A 839977 is a selective P2X7 receptor antagonist with anti-inflammatory and analgesic activity that inhibits BzATP-induced calcium efflux from the P2X7 receptor for the study of renal fibrosis.

A 839977 selectively blocks BzATP-evoked calcium influx at mammalian P2X7 receptors (IC50=20-150 nM). A 839977 inhibits agonist-evoked YO-PRO uptake and IL-1beta release from differentiated human THP-1 cells. Furthermore, A 839977 has demonstrated efficacy in reducing inflammatory and neuropathic pain in animal models[1].
In optic nerve astrocytes, pre-treatment with A 839977 (50 nM for 1 hour) significantly prevents the pressure-induced rise of IL-1β priming[3].
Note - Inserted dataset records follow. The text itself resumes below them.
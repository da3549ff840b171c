//! CLI command definitions.

pub mod admin;
pub mod bills;

use clap::{Parser, Subcommand, ValueEnum};

/// CLI client for the billwatch API.
#[derive(Debug, Parser)]
#[command(name = "billwatch-client")]
#[command(about = "CLI client for the billwatch API", long_about = None)]
pub struct Cli {
    /// Server base URL.
    #[arg(long, env = "BILLWATCH_URL", default_value = "http://localhost:3000")]
    pub base_url: String,

    /// Output format.
    #[arg(long, default_value = "pretty")]
    pub format: OutputFormat,

    #[command(subcommand)]
    pub command: Commands,
}

/// Output format options.
#[derive(Debug, Clone, Copy, Default, PartialEq, Eq, ValueEnum)]
pub enum OutputFormat {
    /// Raw JSON output.
    Json,
    /// Human-readable output.
    #[default]
    Pretty,
}

/// Available commands.
#[derive(Debug, Subcommand)]
pub enum Commands {
    /// Bill lookups.
    Bills(bills::BillsCommand),
    /// Cache administration.
    Admin(admin::AdminCommand),
    /// Server health check.
    Health,
}

#[cfg(test)]
mod tests {
    use super::*;

    #[test]
    fn test_parse_bills_get_with_summary() {
        let cli = Cli::try_parse_from([
            "billwatch-client",
            "--format",
            "json",
            "bills",
            "get",
            "AB-123",
            "--summary",
        ])
        .unwrap();

        assert_eq!(cli.format, OutputFormat::Json);
        let Commands::Bills(bills) = cli.command else {
            panic!("expected bills command");
        };
        let bills::BillsAction::Get { id, summary } = bills.action;
        assert_eq!(id, "AB-123");
        assert!(summary);
    }

    #[test]
    fn test_parse_health_with_base_url() {
        let cli = Cli::try_parse_from([
            "billwatch-client",
            "--base-url",
            "http://bills.internal:8080",
            "health",
        ])
        .unwrap();

        assert_eq!(cli.base_url, "http://bills.internal:8080");
        assert!(matches!(cli.command, Commands::Health));
        assert_eq!(cli.format, OutputFormat::Pretty);
    }
}
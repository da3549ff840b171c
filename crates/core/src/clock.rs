//! Time source abstraction.
//!
//! The sync engine stamps records and evaluates TTLs against a [`Clock`] so
//! tests can move time forward without sleeping.

use std::sync::Arc;

use chrono::{DateTime, Duration, Utc};
use parking_lot::Mutex;

/// Source of the current time.
pub trait Clock: Send + Sync {
    fn now(&self) -> DateTime<Utc>;
}

/// Wall clock.
#[derive(Debug, Clone, Copy, Default)]
pub struct SystemClock;

impl Clock for SystemClock {
    fn now(&self) -> DateTime<Utc> {
        Utc::now()
    }
}

/// A clock that only moves when told to.
///
/// Clones share the same instant.
#[derive(Debug, Clone)]
pub struct ManualClock {
    now: Arc<Mutex<DateTime<Utc>>>,
}

impl ManualClock {
    pub fn new(start: DateTime<Utc>) -> Self {
        Self {
            now: Arc::new(Mutex::new(start)),
        }
    }

    pub fn set(&self, instant: DateTime<Utc>) {
        *self.now.lock() = instant;
    }

    pub fn advance(&self, by: Duration) {
        let mut now = self.now.lock();
        *now += by;
    }
}

impl Clock for ManualClock {
    fn now(&self) -> DateTime<Utc> {
        *self.now.lock()
    }
}
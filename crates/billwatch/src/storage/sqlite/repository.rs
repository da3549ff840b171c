//! SQLite implementation of [`BillStore`].

use async_trait::async_trait;
use chrono::{DateTime, Utc};
use tokio_rusqlite::Connection;

use billwatch_core::bill::{BillId, BillRecord, SourceHash, SummaryRecord};
use billwatch_core::cache::{
    deserialize_bill, deserialize_summary, serialize_bill, serialize_summary, BillStore,
    CacheError, InvalidationReport, InvalidationRequest, InvalidationScope, Result, StoreSnapshot,
};

use super::error::map_tokio_rusqlite_error;
use super::schema;

/// Helper to wrap rusqlite errors for tokio_rusqlite closures.
fn wrap_err(e: rusqlite::Error) -> tokio_rusqlite::Error {
    tokio_rusqlite::Error::Rusqlite(e)
}

fn format_timestamp(at: &DateTime<Utc>) -> String {
    at.to_rfc3339()
}

fn parse_timestamp(column: usize, s: &str) -> rusqlite::Result<DateTime<Utc>> {
    DateTime::parse_from_rfc3339(s)
        .map(|dt| dt.with_timezone(&Utc))
        .map_err(|e| {
            rusqlite::Error::FromSqlConversionFailure(column, rusqlite::types::Type::Text, Box::new(e))
        })
}

/// Raw ids from a `(id, timestamp)` query whose rows fall in `scope`.
///
/// Rows whose id no longer parses are skipped.
fn matching_ids(
    conn: &rusqlite::Connection,
    sql: &str,
    scope: &InvalidationScope,
    now: DateTime<Utc>,
) -> rusqlite::Result<Vec<String>> {
    let mut stmt = conn.prepare(sql)?;
    let rows = stmt.query_map([], |row| {
        let id: String = row.get(0)?;
        let stamp: String = row.get(1)?;
        Ok((id, parse_timestamp(1, &stamp)?))
    })?;

    let mut ids = Vec::new();
    for row in rows {
        let (raw, stamped_at) = row?;
        let Ok(id) = BillId::parse(&raw) else {
            continue;
        };
        if scope.matches(&id, stamped_at, now) {
            ids.push(raw);
        }
    }
    Ok(ids)
}

/// SQLite-backed store.
pub struct SqliteStore {
    conn: Connection,
}

impl SqliteStore {
    /// Opens (or creates) the database file and its schema.
    pub async fn new(path: &str) -> Result<Self> {
        let conn = Connection::open(path)
            .await
            .map_err(|e| CacheError::ConnectionFailed(e.to_string()))?;

        Self::init_schema(&conn).await?;

        Ok(Self { conn })
    }

    /// Creates a store backed by an in-memory database.
    pub async fn new_in_memory() -> Result<Self> {
        let conn = Connection::open_in_memory()
            .await
            .map_err(|e| CacheError::ConnectionFailed(e.to_string()))?;

        Self::init_schema(&conn).await?;

        Ok(Self { conn })
    }

    async fn init_schema(conn: &Connection) -> Result<()> {
        conn.call(|conn| {
            conn.execute_batch(schema::CREATE_TABLES)
                .map_err(wrap_err)?;
            Ok(())
        })
        .await
        .map_err(map_tokio_rusqlite_error)
    }

    async fn select_record(&self, sql: &'static str, params: Vec<String>) -> Result<Option<String>> {
        self.conn
            .call(move |conn| {
                let mut stmt = conn.prepare(sql).map_err(wrap_err)?;
                match stmt.query_row(rusqlite::params_from_iter(params.iter()), |row| row.get(0)) {
                    Ok(record) => Ok(Some(record)),
                    Err(rusqlite::Error::QueryReturnedNoRows) => Ok(None),
                    Err(e) => Err(wrap_err(e)),
                }
            })
            .await
            .map_err(map_tokio_rusqlite_error)
    }
}

#[async_trait]
impl BillStore for SqliteStore {
    async fn get_bill(&self, id: &BillId) -> Result<Option<BillRecord>> {
        let record = self
            .select_record(schema::SELECT_BILL_BY_ID, vec![id.to_string()])
            .await?;
        record.as_deref().map(deserialize_bill).transpose()
    }

    async fn put_bill(&self, bill: &BillRecord) -> Result<()> {
        let id = bill.id.to_string();
        let source_hash = bill.source_hash.to_string();
        let fetched_at = format_timestamp(&bill.fetched_at);
        let record = serialize_bill(bill)?;

        self.conn
            .call(move |conn| {
                conn.execute(
                    schema::UPSERT_BILL,
                    rusqlite::params![id, source_hash, fetched_at, record],
                )
                .map_err(wrap_err)?;
                Ok(())
            })
            .await
            .map_err(map_tokio_rusqlite_error)
    }

    async fn get_summary(&self, id: &BillId, hash: &SourceHash) -> Result<Option<SummaryRecord>> {
        let record = self
            .select_record(
                schema::SELECT_SUMMARY_BY_HASH,
                vec![id.to_string(), hash.to_string()],
            )
            .await?;
        record.as_deref().map(deserialize_summary).transpose()
    }

    async fn put_summary(&self, summary: &SummaryRecord) -> Result<()> {
        let bill_id = summary.bill_id.to_string();
        let source_hash = summary.source_hash.to_string();
        let generated_at = format_timestamp(&summary.generated_at);
        let record = serialize_summary(summary)?;

        self.conn
            .call(move |conn| {
                conn.execute(
                    schema::UPSERT_SUMMARY,
                    rusqlite::params![bill_id, source_hash, generated_at, record],
                )
                .map_err(wrap_err)?;
                Ok(())
            })
            .await
            .map_err(map_tokio_rusqlite_error)
    }

    async fn sweep(
        &self,
        request: &InvalidationRequest,
        now: DateTime<Utc>,
    ) -> Result<InvalidationReport> {
        let request = request.clone();

        self.conn
            .call(move |conn| {
                let tx = conn.transaction().map_err(wrap_err)?;

                let bill_ids = matching_ids(&tx, schema::SELECT_BILL_STAMPS, &request.scope, now)
                    .map_err(wrap_err)?;
                for id in &bill_ids {
                    tx.execute(schema::DELETE_BILL, [id]).map_err(wrap_err)?;
                }

                let mut summaries_removed = 0;
                if request.include_summaries {
                    let mut summary_ids =
                        matching_ids(&tx, schema::SELECT_SUMMARY_STAMPS, &request.scope, now)
                            .map_err(wrap_err)?;
                    for id in &bill_ids {
                        if !summary_ids.contains(id) {
                            summary_ids.push(id.clone());
                        }
                    }
                    for id in &summary_ids {
                        summaries_removed +=
                            tx.execute(schema::DELETE_SUMMARY, [id]).map_err(wrap_err)?;
                    }
                }

                tx.commit().map_err(wrap_err)?;

                Ok(InvalidationReport {
                    bills_removed: bill_ids.len(),
                    summaries_removed,
                    not_found_cleared: 0,
                })
            })
            .await
            .map_err(map_tokio_rusqlite_error)
    }

    async fn snapshot(&self) -> Result<StoreSnapshot> {
        self.conn
            .call(|conn| {
                let mut stmt = conn
                    .prepare(schema::SELECT_BILL_STAMPS)
                    .map_err(wrap_err)?;
                let rows = stmt
                    .query_map([], |row| {
                        let stamp: String = row.get(1)?;
                        parse_timestamp(1, &stamp)
                    })
                    .map_err(wrap_err)?;

                let mut bill_fetched_at = Vec::new();
                for row_result in rows {
                    bill_fetched_at.push(row_result.map_err(wrap_err)?);
                }

                let summaries: i64 = conn
                    .query_row(schema::COUNT_SUMMARIES, [], |row| row.get(0))
                    .map_err(wrap_err)?;

                Ok(StoreSnapshot {
                    bill_fetched_at,
                    summary_entries: usize::try_from(summaries).unwrap_or(0),
                })
            })
            .await
            .map_err(map_tokio_rusqlite_error)
    }
}

#[cfg(test)]
mod tests {
    use super::*;
    use billwatch_core::bill::{sample_bill, GeneratedSummary};
    use chrono::Duration;

    fn id(raw: &str) -> BillId {
        BillId::parse(raw).unwrap()
    }

    fn summary_for(bill: &BillRecord) -> SummaryRecord {
        let generated = GeneratedSummary {
            text: "Requires cities to plan for housing.".to_string(),
            key_provisions: vec!["Planning".to_string()],
            impact: "Cities".to_string(),
            model: "gpt-4o".to_string(),
        };
        SummaryRecord::for_bill(bill, generated, bill.fetched_at)
    }

    #[tokio::test]
    async fn test_bill_roundtrip_through_sqlite() {
        let store = SqliteStore::new_in_memory().await.unwrap();
        let bill = sample_bill("ocd-bill/abc", "h1");

        store.put_bill(&bill).await.unwrap();

        assert_eq!(store.get_bill(&bill.id).await.unwrap(), Some(bill));
        assert_eq!(store.get_bill(&id("AB-404")).await.unwrap(), None);
    }

    #[tokio::test]
    async fn test_put_bill_upserts() {
        let store = SqliteStore::new_in_memory().await.unwrap();
        store.put_bill(&sample_bill("AB-1", "h1")).await.unwrap();
        store.put_bill(&sample_bill("AB-1", "h2")).await.unwrap();

        let bill = store.get_bill(&id("AB-1")).await.unwrap().unwrap();
        assert_eq!(bill.source_hash.as_str(), "h2");
        assert_eq!(store.snapshot().await.unwrap().bill_fetched_at.len(), 1);
    }

    #[tokio::test]
    async fn test_summary_replaced_by_new_hash() {
        let store = SqliteStore::new_in_memory().await.unwrap();
        let v1 = sample_bill("AB-1", "h1");
        let v2 = sample_bill("AB-1", "h2");

        store.put_summary(&summary_for(&v1)).await.unwrap();
        store.put_summary(&summary_for(&v2)).await.unwrap();

        assert!(store
            .get_summary(&v1.id, &v1.source_hash)
            .await
            .unwrap()
            .is_none());
        assert!(store
            .get_summary(&v2.id, &v2.source_hash)
            .await
            .unwrap()
            .is_some());
    }

    #[tokio::test]
    async fn test_sweep_is_scoped() {
        let store = SqliteStore::new_in_memory().await.unwrap();
        for raw in ["AB-1", "AB-2", "SB-1"] {
            let bill = sample_bill(raw, "h1");
            store.put_bill(&bill).await.unwrap();
            store.put_summary(&summary_for(&bill)).await.unwrap();
        }

        let request = InvalidationRequest {
            scope: InvalidationScope::Matching {
                pattern: "AB-*".to_string(),
            },
            include_summaries: false,
        };
        let report = store.sweep(&request, Utc::now()).await.unwrap();

        assert_eq!(report.bills_removed, 2);
        assert_eq!(report.summaries_removed, 0);
        let snapshot = store.snapshot().await.unwrap();
        assert_eq!(snapshot.bill_fetched_at.len(), 1);
        assert_eq!(snapshot.summary_entries, 3);
    }

    #[tokio::test]
    async fn test_sweep_all_with_summaries() {
        let store = SqliteStore::new_in_memory().await.unwrap();
        let bill = sample_bill("AB-1", "h1");
        store.put_bill(&bill).await.unwrap();
        store.put_summary(&summary_for(&bill)).await.unwrap();

        let report = store
            .sweep(&InvalidationRequest::all(), Utc::now())
            .await
            .unwrap();

        assert_eq!(report.bills_removed, 1);
        assert_eq!(report.summaries_removed, 1);
        assert_eq!(store.snapshot().await.unwrap(), StoreSnapshot::default());
    }

    #[tokio::test]
    async fn test_sweep_expired_keeps_recent() {
        let store = SqliteStore::new_in_memory().await.unwrap();
        let old = sample_bill("AB-1", "h1");
        let mut recent = sample_bill("AB-2", "h1");
        recent.fetched_at = old.fetched_at + Duration::hours(2);
        store.put_bill(&old).await.unwrap();
        store.put_bill(&recent).await.unwrap();

        let now = old.fetched_at + Duration::hours(3);
        let report = store
            .sweep(&InvalidationRequest::expired(2 * 60 * 60 + 1), now)
            .await
            .unwrap();

        assert_eq!(report.bills_removed, 1);
        assert!(store.get_bill(&id("AB-2")).await.unwrap().is_some());
    }
}
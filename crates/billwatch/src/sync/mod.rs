//! Synchronization engine and its supporting pieces.

mod cleanup;
mod engine;
mod not_found;
mod retry;
mod ticket;

#[cfg(test)]
pub(crate) mod testing;

pub use cleanup::spawn_cleanup;
pub use engine::{EngineSettings, SyncEngine};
In rats, A 839977 (30 μmol/kg, 100 μmol/kg, 300 μmol/kg; pre-injected 30 mins) dose-dependently reduces thermal hyperalgesia induced by intraplantar administration of complete Freund's adjuvant (CFA)[1].In the CFA model of inflammatory pain in wild-type mice, A 839977 (10 μmol/kg, 30 μmol/kg, 100 μmol/kg; pre-injected 30 mins) elicits robust antihyperalgesia, while it shows no effect in IL-1alphabeta knockout mice[1].Furthermore, A 839977 attenuates dorsal horn neuronal responses in cancer-bearing animals[2].